From the wrought-iron chair on the porch, I can hear late afternoon birds. I think I’ll record them. There are moments you want to hold in your heart forever.

I record the mockingbirds and rap music from the car of a passerby. As quiet returns, I remember playing croquet on this lawn and that Dad never reprimanded me or made me feel bad for being a weird eccentric kid. He always was kind to me. Tonight was like that. He complimented the dinner I made and we had a nice visit. I've always had a sense of when it's time to go. And I had that sense tonight. It's important to know when to go and let him rest.

Now I hear the clip-clop of a horse pulling an Amish man in a buggy down the paved road in front of the house. He waves as he passes. What an anachronism in this landscape—me sitting here on the front porch overlooking a corn crop, typing this story into my cell phone with my thumbs while a bearded man in a straw hat and suspenders waves at me from a horse-drawn buggy as he rides in front of my Dad's house—like my grandfather might have done as a teenager at the turn of the century, long before Dad was born.

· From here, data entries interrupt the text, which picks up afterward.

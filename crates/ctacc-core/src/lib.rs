//! # ctacc-core
//!
//! Core library for the CT scanner accuracy comparison.
//! Evaluates `±(a + L/b)` accuracy formulas over a validated scanner
//! catalog and ranks the results for a given part length.

pub mod calculator;
pub mod catalog;
pub mod constants;
pub mod range;
pub mod ranking;

// Re-exports
pub use calculator::{compute, AccuracyError, ScannerResult};
pub use catalog::{Catalog, Role, ScannerSpec};
pub use constants::{
    exit_codes, DEFAULT_LENGTH_MM, LENGTH_STEP_MM, MAX_LENGTH_MM, MIN_LENGTH_MM, PAGE_STEPS,
};
pub use range::LengthRange;
pub use ranking::{segment_widths, Emphasis, Ranking, Summary};

/// Rank the built-in catalog at a part length in millimeters.
///
/// This is a convenience function for simple use cases. Front-ends that
/// recompute often should build the `Catalog` once and call `Catalog::rank`.
///
/// # Example
/// ```
/// let ranking = ctacc_core::rank_builtin(100.0).unwrap();
/// assert_eq!(ranking.results()[0].spec.name, "Waygate");
/// assert_eq!(ranking.best_total(), 5.5);
/// ```
pub fn rank_builtin(length: f64) -> Result<Ranking, AccuracyError> {
    Catalog::builtin()?.rank(length)
}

This gadget is just annoying. I will never get used to typing with my thumbs.

I am the one out of place here. I love this farm, but it's no longer my home. I come here but have to stay in a hotel with high-speed Internet access because of my job. The work I do now is so different from driving a tractor from dawn to dusk to prepare a field for Dad to plant a corn or soybean crop. Now he rents out all of the farm except for a small patch behind the house. He paid one of the renters to plant it for him. At the end of the season, Dad will pay him to harvest it. The corn I am looking at across the road is not Dad's. I would like to take a walk around the field as I have so many times before. But I dare not disturb the renter's crop.

I feel like a stranger. I work in a cubicle where seasons and rain and sunshine have no effect at all on the livelihood of the company. But this is where I grew up and started in this world. Now I am a technogeek working in the software world. Then I was just a creative kid on a farm who loved sunsets and helping her Dad get the crop out between the spring rains.

The sun is setting. I will go by Mom's grave tomorrow. I want to sit here a little while longer in silence without gadgets.

___

A little more than a week after I wrote this, my Dad passed away. It is a snapshot of one of the last days I spent with him.

Dad's gone.
The cicadas sing a mournful song.
The sad afternoon slips into their rasping refrain.
What next?
I try to just be present with this fading moment.
Life is an afternoon that slips away when you turn to do a busy task.